2. What constitutes a good opening is largely subjective. E.g. I think the "Goldilocks feedback" I got doesn't mean I have a bad story, nor that the readers who didn't like it are bad judges--it's just a difference in taste and values.

Anonymous said...

There are writers in RWA who turn into contest junkies, polishing and re-polishing their opening 25-50 pages without giving the same attention to the rest of their book, and sometimes without even finishing it.

Yes, that's clearly suboptimal.

What constitutes a good opening is largely subjective.

I'd say partly subjective; I think it's got to:

(1) try to grab the reader, in particular the reader who will enjoy the rest of the novel;
(2) showcase a prose style that's inviting and perhaps even arresting, and also an indication of what's to come;
(3) introduce at least one of the major characters (and for a romance probably both heroine & hero) and make the reader care about their fate (either positively or negatively).
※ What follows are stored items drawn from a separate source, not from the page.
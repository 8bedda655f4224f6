//! Agent ready pool.
//!
//! When a call ends, its agent goes back into the pool the chat and voice
//! routers draw from: a status key per agent, a load sorted set (active work
//! per agent) and a ready sorted set.

use std::sync::Arc;

use tracing::{debug, warn};

use crate::config::KeyConfig;
use crate::store::{KeyedStore, StoreResult};

/// Status value of an agent that can take new work
pub const READY: &str = "READY";

#[derive(Clone)]
pub struct ReadyPool {
    store: Arc<dyn KeyedStore>,
    keys: KeyConfig,
}

impl ReadyPool {
    pub fn new(store: Arc<dyn KeyedStore>, keys: KeyConfig) -> Self {
        Self { store, keys }
    }

    /// Put the agent back into the ready pool. Best-effort: failures are logged.
    ///
    /// An agent already marked `READY` is left untouched so repeated restores do
    /// not decrement its load twice.
    pub async fn restore_ready(&self, agent_id: &str) {
        match self.try_restore(agent_id).await {
            Ok(true) => debug!(agent_id, "🟢 Agent restored to ready pool"),
            Ok(false) => debug!(agent_id, "Agent already ready"),
            Err(e) => warn!(agent_id, error = %e, "⚠️ Agent ready-pool restore failed"),
        }
    }

    async fn try_restore(&self, agent_id: &str) -> StoreResult<bool> {
        let status_key = self.keys.agent_status_key(agent_id);
        if self.store.get(&status_key).await?.as_deref() == Some(READY) {
            return Ok(false);
        }
        self.store.set(&status_key, READY, None).await?;

        let load = self.store.zscore(&self.keys.load_zset, agent_id).await?;
        if load.map_or(false, |load| load > 0.0) {
            self.store.zincrby(&self.keys.load_zset, -1.0, agent_id).await?;
        }

        self.store.zadd(&self.keys.ready_zset, 0.0, agent_id).await?;
        Ok(true)
    }

    pub async fn status(&self, agent_id: &str) -> StoreResult<Option<String>> {
        self.store.get(&self.keys.agent_status_key(agent_id)).await
    }

    pub async fn is_ready(&self, agent_id: &str) -> StoreResult<bool> {
        Ok(self.store.zscore(&self.keys.ready_zset, agent_id).await?.is_some())
    }
}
Obviously readers will differ on to what extent these aims are achieved by a given opening, but I think the majority of fiction would need broadly to follow those guides. Also, I think they are reasonably objective, in that they judge the story on its merits rather than imposing an artificial requirement for a hot relationship, a cold relationship, or whatever.

Espresso Addict

Susan Wilbanks said...

Oh, I totally agree that there ARE objective criteria for writing quality, in openings and elsewhere--they're just hard to completely pick apart from one's subjective reaction. And most of these contests, for all they encourage judges to be objective, have some subjective questions on their scoresheets. To name two I've seen, "Is the hero an appealing character? Do you wish you were his heroine?" is inherently subjective. "Do you want to read more of this book?" Hella subjective. I try to bring as much objectivity as I can to those questions--I mean, I'm not going to say, "I don't want to read the rest of your book because I never read pirate heroes"--but it's hard to keep my tastes out of it completely.

Anonymous said...

Oh, it sounds like the problem is the scoresheet! I've not been involved with these types of comp, but did run a set of judged fanfiction awards for a couple of years, and it's so important to make sure that judges are at least doing their best to judge intrinsic quality, not whether they personally liked it.

Trouble is, some amateur judges are always going to struggle on that.